Dans « philo-sophie », il y a « philo » (φιλέω) qui signifie « aimer » en grec ancien. Désaimer revient de fait à déconstruire la philosophie, ou à faire montre d’un certain scepticisme. Par ailleurs, la tradition platonicienne est indissociable du Banquet et du discours d’Aristophane selon lequel nous sommes la moitié d’un être humain et cherchons toujours notre moitié pour nous fondre le plus dans l’autre et former un même être. À l’âge de la modernité individualiste, la fusion amoureuse est restée, contre toute logique, 1 + 1 = 1. Comment deux individus, avec chacun leur propre histoire, leurs désirs, pourraient-ils devenir un seul ? Les philosophes ne savent pas trop quoi faire de cette unité problématique qui fait résonner tout ce que l’amour contient d’illusion. Toutefois, ils participent de l’illusion en idéalisant l’amour : sa grandeur, ses vertus, le modèle de l’amour de Dieu, etc. Baruch Spinoza est une exception lorsqu’il définit l’amour comme la joie accompagnée de l’idée d’une cause extérieure. La passion ne se définit pas par son objet. Aimer suppose un « je », un « nous » producteur d’une expérience affective ou d’une parole. C’est pareil pour « désaimer » même s’il s’agit d’affects tristes et non d’affects joyeux. Les philosophes ont toujours eu du mal à décrire ce qui relève des affects qui risquent toujours de faire surgir l’incompréhensible, l’arbitraire.

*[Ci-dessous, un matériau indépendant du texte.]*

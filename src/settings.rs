//! Builder configuration.

use serde::{Deserialize, Serialize};
use strum_macros::{Display, EnumString};
use utoipa::ToSchema;

use crate::error::TemplateError;

/// The template format version emitted by default.
pub const DEFAULT_FORMAT_VERSION: &str = "2010-09-09";

/// Longest description the provisioning service accepts, in bytes.
pub const MAX_DESCRIPTION_BYTES: usize = 1024;

/// What to do when a resource references a guarded resource and its own
/// guard does not cover that guard.
#[derive(
    Debug,
    Clone,
    Copy,
    Default,
    PartialEq,
    Eq,
    Hash,
    Serialize,
    Deserialize,
    ToSchema,
    Display,
    EnumString,
)]
#[serde(rename_all = "snake_case")]
#[strum(serialize_all = "snake_case")]
pub enum GuardConsistency {
    Ignore,
    #[default]
    Warn,
    Deny,
}

/// Settings applied to one template build.
#[derive(Debug, Clone, PartialEq, Eq, Serialize, Deserialize, ToSchema)]
#[serde(default)]
pub struct TemplateSettings {
    pub format_version: String,
    pub description: Option<String>,
    pub guard_consistency: GuardConsistency,
}

impl Default for TemplateSettings {
    fn default() -> Self {
        TemplateSettings {
            format_version: DEFAULT_FORMAT_VERSION.to_string(),
            description: None,
            guard_consistency: GuardConsistency::default(),
        }
    }
}

impl TemplateSettings {
    pub fn with_description(mut self, description: impl Into<String>) -> Self {
        self.description = Some(description.into());
        self
    }

    pub fn with_guard_consistency(mut self, mode: GuardConsistency) -> Self {
        self.guard_consistency = mode;
        self
    }

    pub fn validate(&self) -> Result<(), TemplateError> {
        if self.format_version.is_empty() {
            return Err(TemplateError::constraint(
                "AWSTemplateFormatVersion",
                "must not be empty",
            ));
        }
        if let Some(description) = &self.description {
            if description.len() > MAX_DESCRIPTION_BYTES {
                return Err(TemplateError::constraint(
                    "Description",
                    format!(
                        "is {} bytes, longer than the {MAX_DESCRIPTION_BYTES} byte limit",
                        description.len()
                    ),
                ));
            }
        }
        Ok(())
    }
}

Vous dites que le désamour commence lorsque l’amour n’est plus « satisfaisant ». Mais qu’est-ce qu’un amour satisfaisant ?

J’ai trouvé cette expression chez Ovide dans Remèdes à l’amour pour caractériser ce moment où il faut se détacher de quelqu’un qui ne correspond plus à nos attentes, qui ne procure plus la joie, les plaisirs ou le bonheur souhaité. On peut ne plus être satisfait pour des raisons sexuelles, parce qu’on s’estime méprisé, parce qu’on a rencontré quelqu’un d’autre, parce qu’on est devenu trop jaloux… Le qualificatif « satisfaisant » est certes évasif, mais il présente ce double avantage de se refuser à toute critériologie tout en mettant l’accent sur l’aspect subjectif de l’expérience. Un amour satisfaisant tient dans une intimité, la construction d’un « entre » qui procure à la fois de la dépendance et de l’indépendance tout en donnant au sujet l’impression d’exister intensément.